Saddle-to-Saddle Dynamics in Deep Linear Networks: Small Initialization Training, Symmetry, and Sparsity
Arthur Jacot, François Ged, Berfin Şimşek, Clément Hongler, Franck Gabriel
TL;DR
This work analyzes how initialization variance, scaled with width, drives distinct training dynamics in deep linear networks. It identifies NTK-like behavior for γ<1 and a less-understood regime for γ>1, culminated by a γ→∞ limit that yields Saddle-to-Saddle dynamics—visiting a sequence of increasing-rank saddles and implying a greedy, low-rank bias toward sparse solutions.

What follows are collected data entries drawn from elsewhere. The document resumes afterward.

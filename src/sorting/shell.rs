use crate::ShellSortParams;

/// Shell sort: insertion sort over elements `gap` apart, with the gap shrinking by the
/// configured divisor after every pass. The last pass always uses a gap of 1.
pub fn shell_sort<T: PartialOrd>(arr: &mut [T], params: &ShellSortParams) {
    log::debug!("Shell sorting {} elements", arr.len());
    let len = arr.len();
    if len < 2 {
        return;
    }
    let mut gap = (len / params.gap_divisor).max(1);
    loop {
        log::trace!("Current gap size: {gap}");
        for i in gap..len {
            let mut j = i;
            while j >= gap && arr[j - gap] > arr[j] {
                arr.swap(j - gap, j);
                j -= gap;
            }
        }
        if gap == 1 {
            break;
        }
        gap = (gap / params.gap_divisor).max(1);
    }
}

A key theoretical result proves a first path from the origin to a rank-1 saddle, while a conjecture generalizes this to a full saddle-to-saddle trajectory with symmetry-driven inclusions and rotations. The framework connects regime choice to implicit sparsity, symmetry, and a greedy low-rank algorithm, offering a pathway to understand and potentially exploit low-rank biases in training dynamics. Overall, the paper bridges kernel and active learning regimes, highlighting how initialization controls the geometry of the loss landscape traversal in DLNs and informing potential extensions to non-linear architectures.
Abstract
The dynamics of Deep Linear Networks (DLNs) is dramatically affected by the variance $σ^2$ of the parameters at initialization $θ_0$. For DLNs of width $w$, we show a phase transition w.r.t. the scaling $γ$ of the variance $σ^2=w^{-γ}$ as $w\to\infty$: for large variance ($γ<1$), $θ_0$ is very close to a global minimum but far from any saddle point, and for small variance ($γ>1$), $θ_0$ is close to a saddle point and far from any global minimum. While the first case corresponds to the well-studied NTK regime, the second case is less understood. This motivates the study of the case $γ\to +\infty$, where we conjecture a Saddle-to-Saddle dynamics: throughout training, gradient descent visits the neighborhoods of a sequence of saddles, each corresponding to linear maps of increasing rank, until reaching a sparse global minimum. We support this conjecture with a theorem for the dynamics between the first two saddles, as well as some numerical experiments.